The GOP debate moderators Wednesday tried to end the night on a light note, and in doing so they let the Republican candidates get creative. They asked which woman each politician thought should take Alexander Hamilton's place on the $10 bill, which the Department of Treasury has announced will be redesigned in 2020 to feature a female.

Kentucky Sen. Rand Paul kicked off the responses by suggesting Susan B. Anthony, a suffragist pivotal in the women's rights movement of the late 1800s. She appeared on the dollar coin minted from 1979 to 1981 as well as in 1991. Former Arkansas Gov. Mike Huckabee proposed his wife, and neurosurgeon Ben Carson answered similarly with his mother.
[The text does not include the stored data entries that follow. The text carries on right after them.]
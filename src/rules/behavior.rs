//! Click handlers bound to stacks.
//!
//! A `Behavior` is the rule object of one stack. The dispatcher calls it
//! with the board, the stack it is attached to, and the index of the
//! clicked card (`None` when the stack is empty). A behavior that finds the
//! move legal issues table operations and selection calls; an illegal move
//! is simply `Ok(())` with nothing changed.
//!
//! Behaviors that reason about other piles close over their `StackId`s.

use crate::board::Board;
use crate::core::EngineError;
use crate::stack::StackId;

/// Equivalence class of behaviors.
///
/// Behaviors built for the same kind of pile report the same group.
#[derive(Clone, Copy, Debug, PartialEq, Eq, Hash)]
pub struct RuleGroup(pub u16);

impl RuleGroup {
    /// Group of the default, no-op behavior.
    pub const DEFAULT: RuleGroup = RuleGroup(0);
}

/// Rule object of a stack.
pub trait Behavior {
    /// Handle a single click.
    fn click(
        &self,
        board: &mut Board,
        stack: StackId,
        card_index: Option<usize>,
    ) -> Result<(), EngineError> {
        let _ = (board, stack, card_index);
        Ok(())
    }

    /// Handle a double click. Defaults to a single click.
    fn double_click(
        &self,
        board: &mut Board,
        stack: StackId,
        card_index: Option<usize>,
    ) -> Result<(), EngineError> {
        self.click(board, stack, card_index)
    }

    fn group(&self) -> RuleGroup {
        RuleGroup::DEFAULT
    }

    fn is_same_group(&self, other: &dyn Behavior) -> bool {
        self.group() == other.group()
    }

    /// Whether moving cards off this stack turns the newly exposed top card
    /// face up.
    fn reveals_exposed_card(&self) -> bool {
        false
    }
}

/// Ignores every click.
#[derive(Clone, Copy, Debug, Default)]
pub struct DefaultBehavior;

impl Behavior for DefaultBehavior {}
Former Florida Gov. Jeb Bush suggested former United Kingdom Prime Minister Margaret Thatcher -- which he said was "probably illegal, but what the heck" -- and Ohio Gov. John Kasich joined him in naming a foreigner: Mother Teresa. Wisconsin Gov. Scott Walker backed Civil War nurse Clara Barton. Abigail Adams, wife of founding father John Adams, was New Jersey Gov. Chris Christie's pick.

Former CEO Carly Fiorina criticized the action as an empty gesture and declined to answer. "What I would think is we ought to recognize that women are not a special interest group," she said. "Women are the majority of this nation. We are half the potential of this nation. And this nation will be better off when every woman has the opportunity to live the life she chooses."
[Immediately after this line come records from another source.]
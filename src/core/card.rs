//! Card identity: suit, rank, and a mutable face-up flag.
//!
//! The deck domain is fixed at 52 identities. Two cards are equal when their
//! `(suit, rank)` identity matches; the face-up flag never takes part in
//! equality or hashing.
//!
//! ```
//! use card_forest::core::{Card, Rank, Suit};
//!
//! let mut card = Card::new(Suit::Hearts, Rank::Seven, false);
//! card.flip();
//! assert!(card.face_up);
//! assert_eq!(card, Card::new(Suit::Hearts, Rank::Seven, false));
//! assert_eq!(card.to_string(), "Seven of Hearts");
//! ```

use serde::{Deserialize, Serialize};

/// Number of suits in the deck domain.
pub const NUM_SUITS: usize = 4;
/// Number of ranks in the deck domain.
pub const NUM_RANKS: usize = 13;
/// Number of distinct card identities.
pub const DECK_SIZE: usize = NUM_SUITS * NUM_RANKS;

/// Suit color.
#[derive(Clone, Copy, Debug, PartialEq, Eq, Hash, Serialize, Deserialize)]
pub enum Color {
    Red,
    Black,
}

/// The four suits, in deck order.
#[derive(Clone, Copy, Debug, PartialEq, Eq, Hash, PartialOrd, Ord, Serialize, Deserialize)]
#[repr(u8)]
pub enum Suit {
    Clubs = 0,
    Diamonds,
    Hearts,
    Spades,
}

impl Suit {
    /// All suits in deck order.
    pub const ALL: [Suit; NUM_SUITS] = [Suit::Clubs, Suit::Diamonds, Suit::Hearts, Suit::Spades];

    /// Color of the suit.
    #[must_use]
    pub const fn color(self) -> Color {
        match self {
            Suit::Clubs | Suit::Spades => Color::Black,
            Suit::Diamonds | Suit::Hearts => Color::Red,
        }
    }

    #[must_use]
    pub const fn ordinal(self) -> usize {
        self as usize
    }
}

impl std::fmt::Display for Suit {
    fn fmt(&self, f: &mut std::fmt::Formatter<'_>) -> std::fmt::Result {
        let name = match self {
            Suit::Clubs => "Clubs",
            Suit::Diamonds => "Diamonds",
            Suit::Hearts => "Hearts",
            Suit::Spades => "Spades",
        };
        f.write_str(name)
    }
}

/// The thirteen ranks, Ace low.
#[derive(Clone, Copy, Debug, PartialEq, Eq, Hash, PartialOrd, Ord, Serialize, Deserialize)]
#[repr(u8)]
pub enum Rank {
    Ace = 0,
    Deuce,
    Three,
    Four,
    Five,
    Six,
    Seven,
    Eight,
    Nine,
    Ten,
    Jack,
    Queen,
    King,
}

impl Rank {
    /// All ranks, Ace first.
    pub const ALL: [Rank; NUM_RANKS] = [
        Rank::Ace,
        Rank::Deuce,
        Rank::Three,
        Rank::Four,
        Rank::Five,
        Rank::Six,
        Rank::Seven,
        Rank::Eight,
        Rank::Nine,
        Rank::Ten,
        Rank::Jack,
        Rank::Queen,
        Rank::King,
    ];

    /// Zero-based position (Ace = 0, King = 12).
    #[must_use]
    pub const fn ordinal(self) -> usize {
        self as usize
    }

    /// The rank one above this one, `None` for King.
    #[must_use]
    pub fn next(self) -> Option<Rank> {
        Rank::ALL.get(self.ordinal() + 1).copied()
    }

    /// The rank one below this one, `None` for Ace.
    #[must_use]
    pub fn prev(self) -> Option<Rank> {
        self.ordinal().checked_sub(1).map(|i| Rank::ALL[i])
    }
}

impl std::fmt::Display for Rank {
    fn fmt(&self, f: &mut std::fmt::Formatter<'_>) -> std::fmt::Result {
        let name = match self {
            Rank::Ace => "Ace",
            Rank::Deuce => "Deuce",
            Rank::Three => "Three",
            Rank::Four => "Four",
            Rank::Five => "Five",
            Rank::Six => "Six",
            Rank::Seven => "Seven",
            Rank::Eight => "Eight",
            Rank::Nine => "Nine",
            Rank::Ten => "Ten",
            Rank::Jack => "Jack",
            Rank::Queen => "Queen",
            Rank::King => "King",
        };
        f.write_str(name)
    }
}

/// A playing card.
///
/// Cards are small `Copy` values, so a display mirror always holds its own
/// copies and can never alias the logical cards of a stack.
#[derive(Clone, Copy, Debug, Serialize, Deserialize)]
pub struct Card {
    pub suit: Suit,
    pub rank: Rank,
    /// Whether the face is shown when the card is visible.
    pub face_up: bool,
}

impl Card {
    #[must_use]
    pub const fn new(suit: Suit, rank: Rank, face_up: bool) -> Self {
        Self { suit, rank, face_up }
    }

    /// Build a card from its deck index (`suit * 13 + rank`).
    ///
    /// Panics if `index >= 52`.
    #[must_use]
    pub fn from_index(index: usize, face_up: bool) -> Self {
        assert!(index < DECK_SIZE, "card index {} out of deck domain", index);
        Self {
            suit: Suit::ALL[index / NUM_RANKS],
            rank: Rank::ALL[index % NUM_RANKS],
            face_up,
        }
    }

    /// Position of this identity in the 52-value deck domain.
    #[must_use]
    pub const fn index(&self) -> usize {
        self.suit.ordinal() * NUM_RANKS + self.rank.ordinal()
    }

    #[must_use]
    pub const fn color(&self) -> Color {
        self.suit.color()
    }

    /// Turn the card over.
    pub fn flip(&mut self) {
        self.face_up = !self.face_up;
    }

    pub fn set_face_up(&mut self, face_up: bool) {
        self.face_up = face_up;
    }
}

impl PartialEq for Card {
    fn eq(&self, other: &Self) -> bool {
        self.suit == other.suit && self.rank == other.rank
    }
}

impl Eq for Card {}

impl std::hash::Hash for Card {
    fn hash<H: std::hash::Hasher>(&self, state: &mut H) {
        self.suit.hash(state);
        self.rank.hash(state);
    }
}

impl std::fmt::Display for Card {
    fn fmt(&self, f: &mut std::fmt::Formatter<'_>) -> std::fmt::Result {
        write!(f, "{} of {}", self.rank, self.suit)
    }
}

#[cfg(test)]
mod tests {
    use super::*;
    use std::collections::HashSet;

    #[test]
    fn test_equality_ignores_face() {
        let up = Card::new(Suit::Spades, Rank::Queen, true);
        let down = Card::new(Suit::Spades, Rank::Queen, false);
        assert_eq!(up, down);

        let mut set = HashSet::new();
        set.insert(up);
        assert!(set.contains(&down));
    }

    #[test]
    fn test_index_round_trip_covers_domain() {
        let mut seen = HashSet::new();
        for i in 0..DECK_SIZE {
            let card = Card::from_index(i, false);
            assert_eq!(card.index(), i);
            seen.insert(card);
        }
        assert_eq!(seen.len(), DECK_SIZE);
    }

    #[test]
    #[should_panic(expected = "out of deck domain")]
    fn test_from_index_out_of_range() {
        let _ = Card::from_index(52, false);
    }

    #[test]
    fn test_colors() {
        assert_eq!(Suit::Clubs.color(), Color::Black);
        assert_eq!(Suit::Spades.color(), Color::Black);
        assert_eq!(Suit::Hearts.color(), Color::Red);
        assert_eq!(Suit::Diamonds.color(), Color::Red);
    }

    #[test]
    fn test_rank_steps() {
        assert_eq!(Rank::Ace.next(), Some(Rank::Deuce));
        assert_eq!(Rank::King.next(), None);
        assert_eq!(Rank::Ace.prev(), None);
        assert_eq!(Rank::King.prev(), Some(Rank::Queen));
    }

    #[test]
    fn test_display() {
        assert_eq!(Card::new(Suit::Clubs, Rank::Ace, false).to_string(), "Ace of Clubs");
        assert_eq!(Card::new(Suit::Diamonds, Rank::Ten, true).to_string(), "Ten of Diamonds");
    }
}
Real estate tycoon Donald Trump said he'd put his daughter Ivanka on the tenner but then proposed civil rights pioneer Rosa Parks -- who Florida Sen. Marco Rubio was the first candidate to mention. Texas Sen. Ted Cruz agreed with Parks but wanted the "principled pioneer" on the $20 bill.
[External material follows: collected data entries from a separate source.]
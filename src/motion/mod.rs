//! Animation and drag feedback.
//!
//! ## Key Types
//!
//! - [`Motion`]: Something advanced frame by frame until done
//! - [`SlideMotion`]: Cards travelling from one stack to another
//! - [`MotionDriver`]: Plays a motion to completion
//! - [`FrameScheduler`]: Fixed-rate driver with bounded catch-up
//! - [`InstantDriver`]: Headless driver that skips straight to the end
//! - [`Surface`] / [`Renderer`]: The drawing collaborators
//!
//! Motions run on the logic thread. A driver does not return until the
//! motion is done, so no input is handled while cards are moving.

pub mod scheduler;
pub mod slide;

pub use scheduler::{Clock, FrameScheduler, FrameStats, InstantDriver, SystemClock};
pub use slide::SlideMotion;

use crate::board::Board;
use crate::stack::StackView;

/// A time-driven change to the display.
pub trait Motion {
    /// Prepare the motion. May finish it immediately when there is nothing
    /// to animate.
    fn init(&mut self, board: &mut Board);

    /// Advance one frame.
    fn update_frame(&mut self, board: &mut Board);

    /// Draw the current state. Non-visual motions draw nothing.
    fn draw(&self, surface: &mut dyn Surface);

    fn is_done(&self) -> bool;
}

/// Drawing target. Implemented by the rendering layer.
pub trait Surface {
    /// Draw a stack. `selected` marks the held selection and cards in flight.
    fn draw_stack(&mut self, view: &StackView, selected: bool);
}

/// Repaints the screen.
pub trait Renderer {
    /// Paint the board, then `motion` on top if given.
    fn paint(&mut self, board: &Board, motion: Option<&dyn Motion>);

    /// Show or clear a status line.
    fn set_status(&mut self, status: Option<&str>) {
        let _ = status;
    }
}

/// Plays motions.
pub trait MotionDriver {
    /// Run `motion` from `init` until it is done.
    fn play(&mut self, motion: &mut dyn Motion, board: &mut Board);
}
In one of his few standout moments of the night, Cruz explained that he would keep Hamilton, the first Secretary of the Treasury, on the $10 bill and instead remove Andrew Jackson. Jackson, the seventh president, has proven a controversial figure because of his harsh treatment of Native Americans.

Cruz's response got a warm reception on Twitter, where users including actress Mia Farrow posted messages supporting him.

Before Wednesday's 8 p.m. debate started, Cruz had the backing of about 5 percent of Republican primary voters, according to a CBS News/New York Times poll. That was down one point from last month and behind Rubio, Huckabee and Bush -- all with 6 percent support -- as well as Carson at 23 percent. In first place was Trump, whose fans pundits speculate Cruz could take over should the real estate mogul drop out of the race.

Cruz was one of 11 candidates invited to the CNN showdown at the Ronald Reagan Presidential Library in Simi Valley, California. He also participated in the first debate Aug. 6, where the Texas Tribune wrote he remained "largely above the fray while a handful of foes brawled in made-for-TV moments." Cruz was the most-Googled candidate at any moment in the debate and spoke for about 6 1/2 minutes, which proved about average.

For Wednesday's debate, the senator told reporters he planned to continue with his strategy of being calm and collected while other candidates fought it out.